Disabling the Cursor

Source in C

void disable_cursor()
{
	outb(0x3D4, 0x0A);
	outb(0x3D5, 0x20);
}

Source in Assembly

disable_cursor:
	pushf
	push eax
	push edx
 
	mov dx, 0x3D4
	mov al, 0xA	; low cursor shape register
	out dx, al
 
	inc dx
	mov al, 0x20	; bits 6-7 unused, bit 5 disables the cursor, bits 0-4 control the cursor shape
	out dx, al
 
	pop edx
	pop eax
	popf
	ret

Moving the Cursor

Keep in mind that you don't need to update the cursor's location every time a new character is displayed.
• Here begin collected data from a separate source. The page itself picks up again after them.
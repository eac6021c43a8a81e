use super::{CandidateSource, SearchFuture, SourceError, phrase_query};
use crate::matching::order_retracted_first;
use crate::rate_limit::check_rate_limit_response;
use crate::text_utils::collapse_whitespace;
use crate::{ARXIV, BibliographicCandidate};
use std::time::Duration;

const QUERY_URL: &str = "http://export.arxiv.org/api/query";
const MAX_RESULTS: usize = 10;

/// arXiv preprint search. Withdrawn preprints are reported as retracted.
pub struct Arxiv;

impl CandidateSource for Arxiv {
    fn name(&self) -> &str {
        ARXIV
    }

    fn search<'a>(
        &'a self,
        title: &'a str,
        client: &'a reqwest::Client,
        timeout: Duration,
    ) -> SearchFuture<'a> {
        Box::pin(async move {
            let query = format!("ti:\"{}\"", phrase_query(title));
            let url = format!(
                "{}?search_query={}&start=0&max_results={}",
                QUERY_URL,
                urlencoding::encode(&query),
                MAX_RESULTS
            );

            let resp = client.get(&url).timeout(timeout).send().await?;

            check_rate_limit_response(&resp)?;
            if !resp.status().is_success() {
                return Err(SourceError::Other(format!("HTTP {}", resp.status())));
            }

            let body = resp.text().await?;
            parse_arxiv_response(&body)
        })
    }
}

#[derive(Default)]
struct Entry {
    title: String,
    authors: Vec<String>,
    published: String,
    journal_ref: String,
    comment: String,
    summary: String,
}

impl Entry {
    fn is_withdrawn(&self) -> bool {
        let comment = self.comment.to_lowercase();
        let summary = self.summary.to_lowercase();
        comment.contains("withdrawn") || summary.contains("has been withdrawn")
    }

    fn into_candidate(self) -> BibliographicCandidate {
        let is_retracted = self.is_withdrawn();
        let year = self
            .published
            .trim()
            .get(..4)
            .and_then(|y| y.parse::<i32>().ok());
        let venue = collapse_whitespace(&self.journal_ref);
        BibliographicCandidate {
            title: collapse_whitespace(&self.title),
            year,
            authors: self.authors,
            venue: Some(if venue.is_empty() { ARXIV.to_string() } else { venue }),
            is_retracted,
            source: ARXIV.to_string(),
        }
    }
}

#[derive(Clone, Copy, PartialEq)]
enum Field {
    None,
    Title,
    Name,
    Published,
    JournalRef,
    Comment,
    Summary,
}

/// Parse an arXiv Atom feed into candidates, withdrawn entries first.
pub(crate) fn parse_arxiv_response(xml: &str) -> Result<Vec<BibliographicCandidate>, SourceError> {
    use quick_xml::Reader;
    use quick_xml::events::Event;

    let mut reader = Reader::from_str(xml);

    let mut candidates = Vec::new();
    let mut entry: Option<Entry> = None;
    let mut in_author = false;
    let mut field = Field::None;
    let mut current_name = String::new();

    let mut buf = Vec::new();

    loop {
        match reader.read_event_into(&mut buf) {
            Ok(Event::Start(ref e)) => {
                let local = e.local_name();
                match (local.as_ref(), entry.is_some()) {
                    (b"entry", _) => entry = Some(Entry::default()),
                    (b"title", true) => field = Field::Title,
                    (b"author", true) => {
                        in_author = true;
                        current_name.clear();
                    }
                    (b"name", true) if in_author => field = Field::Name,
                    (b"published", true) => field = Field::Published,
                    (b"journal_ref", true) => field = Field::JournalRef,
                    (b"comment", true) => field = Field::Comment,
                    (b"summary", true) => field = Field::Summary,
                    _ => {}
                }
            }
            Ok(Event::Text(ref e)) => {
                if let Some(entry) = entry.as_mut() {
                    let text = e.unescape().unwrap_or_default();
                    match field {
                        Field::Title => entry.title.push_str(&text),
                        Field::Name => current_name.push_str(&text),
                        Field::Published => entry.published.push_str(&text),
                        Field::JournalRef => entry.journal_ref.push_str(&text),
                        Field::Comment => entry.comment.push_str(&text),
                        Field::Summary => entry.summary.push_str(&text),
                        Field::None => {}
                    }
                }
            }
            Ok(Event::End(ref e)) => match e.local_name().as_ref() {
                b"entry" => {
                    if let Some(done) = entry.take() {
                        candidates.push(done.into_candidate());
                    }
                    field = Field::None;
                }
                b"author" => {
                    if let Some(entry) = entry.as_mut() {
                        let name = current_name.trim();
                        if !name.is_empty() {
                            entry.authors.push(name.to_string());
                        }
                    }
                    in_author = false;
                }
                _ => field = Field::None,
            },
            Ok(Event::Eof) => break,
            Err(e) => return Err(SourceError::Other(format!("XML parse error: {}", e))),
            _ => {}
        }
        buf.clear();
    }

    order_retracted_first(&mut candidates);
    Ok(candidates)
}

#[cfg(test)]
mod tests {
    use super::*;

    const FEED: &str = r#"<?xml version="1.0" encoding="UTF-8"?>
<feed xmlns="http://www.w3.org/2005/Atom" xmlns:arxiv="http://arxiv.org/schemas/atom">
  <title type="html">ArXiv Query: search_query=ti:"attention"</title>
  <entry>
    <id>http://arxiv.org/abs/1706.03762v7</id>
    <published>2017-06-12T17:57:34Z</published>
    <title>Attention Is All
      You Need</title>
    <summary>The dominant sequence transduction models...</summary>
    <author><name>Ashish Vaswani</name></author>
    <author><name>Noam Shazeer</name></author>
    <arxiv:comment>15 pages, 5 figures</arxiv:comment>
    <link href="http://arxiv.org/abs/1706.03762v7" rel="alternate" type="text/html"/>
  </entry>
  <entry>
    <id>http://arxiv.org/abs/1234.5678v2</id>
    <published>2012-01-02T00:00:00Z</published>
    <title>A Withdrawn Result</title>
    <summary>This paper has been withdrawn by the author due to an error.</summary>
    <author><name>Jane Roe</name></author>
    <arxiv:journal_ref>J. Foo 3 (2012)</arxiv:journal_ref>
  </entry>
</feed>"#;

    #[test]
    fn parses_entries_with_withdrawn_first() {
        let cands = parse_arxiv_response(FEED).unwrap();
        assert_eq!(cands.len(), 2);

        assert_eq!(cands[0].title, "A Withdrawn Result");
        assert!(cands[0].is_retracted);
        assert_eq!(cands[0].venue.as_deref(), Some("J. Foo 3 (2012)"));

        assert_eq!(cands[1].title, "Attention Is All You Need");
        assert_eq!(cands[1].year, Some(2017));
        assert_eq!(cands[1].authors, vec!["Ashish Vaswani", "Noam Shazeer"]);
        assert_eq!(cands[1].venue.as_deref(), Some(ARXIV));
        assert!(!cands[1].is_retracted);
    }

    #[test]
    fn feed_title_is_not_an_entry() {
        let xml = r#"<feed xmlns="http://www.w3.org/2005/Atom"><title>Query</title></feed>"#;
        assert!(parse_arxiv_response(xml).unwrap().is_empty());
    }

    #[test]
    fn withdrawn_comment_is_detected() {
        let entry = Entry {
            comment: "This submission has been Withdrawn".into(),
            ..Entry::default()
        };
        assert!(entry.is_withdrawn());
    }
}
It would be faster to instead only update it after printing an entire string.

Source in C

void update_cursor(int x, int y)
{
	uint16_t pos = y * VGA_WIDTH + x;
 
	outb(0x3D4, 0x0F);
	outb(0x3D5, (uint8_t) (pos & 0xFF));
	outb(0x3D4, 0x0E);
	outb(0x3D5, (uint8_t) ((pos >> 8) & 0xFF));
}

Source in Assembly

; BL = x
; BH = y
update_cursor:
	pushfq
	push eax
	push ebx
	push ecx
	push edx
 
	; position = x * VGA_HEIGHT + y
	mov ax, bx
	and ax, 0FFh
	mov cl, VGA_HEIGHT
	mul cl
	mov cx, bx
	shr cx, 8
	add ax, cx
	mov cx, ax
 
	; cursor low port to VGA index register
	mov al, 0Fh
	mov dx, 3D4h
	out dx, al
 
	; cursor low position to VGA data register
	mov ax, cx
	mov dx, 3D5h
	out dx, al
 
	; cursor high port to VGA index register
	mov al, 0Eh
	mov dx, 3D4h
	out dx, al
 
	; cursor high position to VGA data register
	mov ax, cx
	shr ax, 8
	mov dx, 3D5h
	out dx, al
 
	pop edx
	pop ecx
	pop ebx
	pop eax
	popfq
	ret

A Note on GRUB

If the timeout is set to 0 in your grub.cfg, the cursor will be disabled and you will need to enable it yourself. Otherwise, GRUB will enable the cursor for you. Because of this inconsistency, it is a good idea to always enable the cursor. Even if you don't set the timeout to 0, you might want to in the future, or someone might change it on their system.